So, on a forum I frequent -- or I suppose I should say used to frequent -- there's the typical "Them faggots and their wanting to marry like decent folk is gonna be the end of this great nation" opinion that gets trotted out time and again.  And it bothers me to a great extent, because this one issue aside, the forum-goers and I are usually in agreement.

And yet, every time I try to pipe up with the usual "Hey guys, we're not all out to get you or destroy the country, some of us just want to have nice Cinderella weddings and the legal protection of marriage like the rest of you lovely hetero folks" or "Come on, fellas, you sound like people from the 1950s claiming that interracial marriage is going to end the Union" and, inevitably, I get shouted down and told that I'm passive-aggressive for even writing that kind of comment and wharrgarbl.

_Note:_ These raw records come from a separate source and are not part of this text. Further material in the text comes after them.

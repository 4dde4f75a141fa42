#[derive(Debug, Clone, Copy, PartialEq, Eq)]
pub enum MediaKind {
    Video,
    Image,
}

#[derive(Debug, Clone, PartialEq, Eq)]
pub struct MediaDescriptor {
    pub title: String,
    pub kind: MediaKind,
    pub url: String,
    pub width: Option<u32>,
    pub height: Option<u32>,
    /// Always the base image rendition, even for videos.
    pub thumbnail_url: String,
}

/// One page of search results plus the cursor for the page after it.
/// An empty `next_cursor` means the query is exhausted.
#[derive(Debug, Clone, Default, PartialEq, Eq)]
pub struct SearchPage {
    pub descriptors: Vec<MediaDescriptor>,
    pub next_cursor: String,
}

impl SearchPage {
    pub fn empty() -> Self {
        Self::default()
    }
}
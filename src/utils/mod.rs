/// Masks a Telegram bot token (`<bot id>:<secret>`) for logging, keeping only
/// the bot id.
pub fn mask_token(token: &str) -> String {
    match token.split_once(':') {
        Some((bot_id, secret)) if !secret.is_empty() => format!("{bot_id}:****"),
        _ => "****".to_string(),
    }
}
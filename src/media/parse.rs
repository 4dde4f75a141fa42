use super::types::{MediaDescriptor, MediaKind, SearchPage};
use anyhow::{Context, Result};
use serde_json::Value;
use tracing::{debug, warn};

const THUMBNAIL_RENDITION: &str = "image460";

/// Renditions tried in order; the first one with a string `url` decides the
/// kind. A video rendition without a usable `url` falls back to the image.
const RENDITION_PROBES: [(&str, MediaKind); 2] = [
    ("image460sv", MediaKind::Video),
    (THUMBNAIL_RENDITION, MediaKind::Image),
];

/// Parses a search response body into a page of descriptors.
///
/// A body without `data.nextCursor` is how the upstream reports an empty or
/// rejected query, so it yields an empty page rather than an error.
pub fn parse_page(body: &str) -> Result<SearchPage> {
    let json: Value = serde_json::from_str(body).context("Failed to parse search response")?;

    let Some(next_cursor) = json["data"]["nextCursor"].as_str() else {
        debug!("Search response has no next cursor, treating as exhausted");
        return Ok(SearchPage::empty());
    };

    let posts = json["data"]["posts"]
        .as_array()
        .map(Vec::as_slice)
        .unwrap_or_default();

    let mut descriptors = Vec::with_capacity(posts.len());
    for (index, post) in posts.iter().enumerate() {
        match parse_post(post) {
            Some(descriptor) => descriptors.push(descriptor),
            None => warn!(
                "Skipping post {} ({}): no usable media rendition",
                index,
                post["id"].as_str().unwrap_or("unknown id")
            ),
        }
    }

    Ok(SearchPage {
        descriptors,
        next_cursor: next_cursor.to_string(),
    })
}

/// Maps a single post record to a descriptor, or `None` if the post carries
/// neither rendition or lacks a thumbnail.
pub fn parse_post(post: &Value) -> Option<MediaDescriptor> {
    let images = &post["images"];

    let (kind, media) = RENDITION_PROBES.iter().find_map(|(field, kind)| {
        let rendition = &images[*field];
        rendition["url"].as_str().map(|_| (*kind, rendition))
    })?;

    let thumbnail_url = images[THUMBNAIL_RENDITION]["url"].as_str()?;

    Some(MediaDescriptor {
        title: post["title"].as_str().unwrap_or_default().to_string(),
        kind,
        url: media["url"].as_str()?.to_string(),
        width: dimension(&media["width"]),
        height: dimension(&media["height"]),
        thumbnail_url: thumbnail_url.to_string(),
    })
}

fn dimension(value: &Value) -> Option<u32> {
    value.as_u64().and_then(|v| u32::try_from(v).ok())
}

#[cfg(test)]
mod tests {
    use super::*;
    use serde_json::json;

    fn image_post(title: &str, url: &str) -> Value {
        json!({
            "id": title,
            "title": title,
            "images": {
                "image460": {"url": url, "width": 460, "height": 300}
            }
        })
    }

    fn video_post(title: &str, image_url: &str, video_url: &str) -> Value {
        json!({
            "id": title,
            "title": title,
            "images": {
                "image460": {"url": image_url, "width": 460, "height": 300},
                "image460sv": {"url": video_url, "width": 460, "height": 258, "hasAudio": 0}
            }
        })
    }

    fn page(posts: Vec<Value>) -> String {
        json!({"data": {"nextCursor": "query=cat&c=10", "posts": posts}}).to_string()
    }

    #[test]
    fn test_missing_next_cursor_is_empty_page() {
        let body = json!({"meta": {"status": "Failure"}, "data": {"posts": [
            image_post("a", "https://img/a.jpg")
        ]}})
        .to_string();
        assert_eq!(parse_page(&body).unwrap(), SearchPage::empty());
        assert_eq!(parse_page("{}").unwrap(), SearchPage::empty());
    }

    #[test]
    fn test_malformed_json_is_error() {
        assert!(parse_page("<html>nope</html>").is_err());
    }

    #[test]
    fn test_image_post() {
        let descriptor = parse_post(&image_post("Cat", "https://img/cat.jpg")).unwrap();
        assert_eq!(descriptor.kind, MediaKind::Image);
        assert_eq!(descriptor.url, "https://img/cat.jpg");
        assert_eq!(descriptor.thumbnail_url, descriptor.url);
        assert_eq!(descriptor.width, Some(460));
        assert_eq!(descriptor.height, Some(300));
        assert_eq!(descriptor.title, "Cat");
    }

    #[test]
    fn test_video_post() {
        let descriptor = parse_post(&video_post(
            "Dog",
            "https://img/dog.jpg",
            "https://img/dog.mp4",
        ))
        .unwrap();
        assert_eq!(descriptor.kind, MediaKind::Video);
        assert_eq!(descriptor.url, "https://img/dog.mp4");
        assert_eq!(descriptor.thumbnail_url, "https://img/dog.jpg");
        assert_ne!(descriptor.url, descriptor.thumbnail_url);
        assert_eq!(descriptor.height, Some(258));
    }

    #[test]
    fn test_dimensions_are_optional() {
        let post = json!({"title": "x", "images": {"image460": {"url": "https://img/x.jpg"}}});
        let descriptor = parse_post(&post).unwrap();
        assert_eq!(descriptor.width, None);
        assert_eq!(descriptor.height, None);
    }

    #[test]
    fn test_title_is_kept_as_is() {
        let post = image_post("  Tom &amp; Jerry ", "https://img/t.jpg");
        assert_eq!(parse_post(&post).unwrap().title, "  Tom &amp; Jerry ");
    }

    #[test]
    fn test_video_rendition_without_url_falls_back_to_image() {
        let post = json!({
            "title": "x",
            "images": {
                "image460": {"url": "https://img/x.jpg", "width": 460, "height": 300},
                "image460sv": {"url": null, "width": 460, "height": 258}
            }
        });
        let descriptor = parse_post(&post).unwrap();
        assert_eq!(descriptor.kind, MediaKind::Image);
        assert_eq!(descriptor.url, "https://img/x.jpg");
        assert_eq!(descriptor.height, Some(300));
    }

    #[test]
    fn test_video_without_thumbnail_is_skipped() {
        let post = json!({"title": "x", "images": {"image460sv": {"url": "https://img/x.mp4"}}});
        assert!(parse_post(&post).is_none());
    }

    #[test]
    fn test_order_is_preserved() {
        let body = page(vec![
            image_post("first", "https://img/1.jpg"),
            video_post("second", "https://img/2.jpg", "https://img/2.mp4"),
            image_post("third", "https://img/3.jpg"),
        ]);
        let result = parse_page(&body).unwrap();
        let titles: Vec<_> = result.descriptors.iter().map(|d| d.title.as_str()).collect();
        assert_eq!(titles, ["first", "second", "third"]);
        assert_eq!(result.next_cursor, "query=cat&c=10");
    }

    #[test]
    fn test_post_without_renditions_is_skipped() {
        let body = page(vec![
            image_post("first", "https://img/1.jpg"),
            json!({"id": "broken", "title": "broken", "images": {"image700": {"url": "https://img/b.jpg"}}}),
            json!({"id": "bare", "title": "bare"}),
            image_post("last", "https://img/4.jpg"),
        ]);
        let result = parse_page(&body).unwrap();
        let titles: Vec<_> = result.descriptors.iter().map(|d| d.title.as_str()).collect();
        assert_eq!(titles, ["first", "last"]);
    }

    #[test]
    fn test_missing_posts_array_is_empty_list() {
        let body = json!({"data": {"nextCursor": "c=1"}}).to_string();
        let result = parse_page(&body).unwrap();
        assert!(result.descriptors.is_empty());
        assert_eq!(result.next_cursor, "c=1");
    }
}
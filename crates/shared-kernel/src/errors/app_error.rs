// crates/shared-kernel/src/errors/app_error.rs

use crate::errors::{DomainError, ErrorCode};
use serde::Serialize;
use serde_json::Value;
use std::fmt;

#[derive(Debug, Serialize, Clone, PartialEq)]
pub struct AppError {
    pub code: ErrorCode,
    pub message: String,
    #[serde(skip_serializing_if = "Option::is_none")]
    pub details: Option<Value>,
}

impl AppError {
    pub fn new(code: ErrorCode, message: impl Into<String>) -> Self {
        Self {
            code,
            message: message.into(),
            details: None,
        }
    }

    pub fn with_details(mut self, details: Value) -> Self {
        self.details = Some(details);
        self
    }
}

impl From<DomainError> for AppError {
    fn from(error: DomainError) -> Self {
        match error {
            DomainError::NotFound { entity, id } => Self::new(
                ErrorCode::NotFound,
                format!("{entity} with id '{id}' not found"),
            ),

            // ex: handle déjà pris
            DomainError::AlreadyExists {
                entity,
                field,
                value,
            } => Self::new(
                ErrorCode::AlreadyExists,
                format!("{entity} with {field} '{value}' already exists"),
            ),

            DomainError::ConcurrencyConflict { reason } => {
                Self::new(ErrorCode::ConcurrencyConflict, reason)
            }

            DomainError::Validation { field, reason } => Self {
                code: ErrorCode::ValidationFailed,
                message: format!("Validation failed for {field}"),
                details: Some(serde_json::json!({ "field": field, "reason": reason })),
            },

            DomainError::Unauthorized { reason } => Self::new(ErrorCode::Unauthorized, reason),

            DomainError::Forbidden { reason } => Self::new(ErrorCode::Forbidden, reason),

            // On masque le détail technique au client, il est tracé ici
            DomainError::Infrastructure(reason) => {
                tracing::error!("Infrastructure error: {}", reason);
                Self::new(
                    ErrorCode::InfrastructureFailure,
                    "The backend rejected the request. Please try again later.",
                )
            }

            DomainError::Internal(_) | DomainError::TooManyConflicts(_) => Self::new(
                ErrorCode::InternalError,
                "An unexpected error occurred. Please try again later.",
            ),
        }
    }
}

#[cfg(feature = "postgres")]
impl From<sqlx::Error> for AppError {
    fn from(err: sqlx::Error) -> Self {
        tracing::error!("Database infrastructure error: {:?}", err);

        Self::new(ErrorCode::InternalError, "A database error occurred")
    }
}

impl fmt::Display for AppError {
    fn fmt(&self, f: &mut fmt::Formatter<'_>) -> fmt::Result {
        write!(f, "[{:?}] {}", self.code, self.message)
    }
}

impl std::error::Error for AppError {}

But eventually, I just gave up with on them. Their minds are made up, and even though I am okay (*pat pat* on head), there's still a pernicious homo-agenda to totally destroy the nuclear family, inculcate our kids into sexual deviancy, and put all the straights into concentration camps. And so, rather than waste time and effort trying to convince these people that I'm on their side so would they please stop trying to infringe my rights, I just gave up and stopped commenting. And reading.

I doubt they'll notice. They've built themselves a nice little echo chamber.

However, before I thought the better of it, I did momentarily think about what I might be able to say to change their minds about people like me.

It turns out that my friend Gwen Patton (who kindly wrote for this blog an article about carrying the PMR-30 concealed) has experienced similar -- though not identical -- problems, and who this afternoon wrote an excellent Google+ post about it. Reading it, I felt that her sentiments mirrored my own.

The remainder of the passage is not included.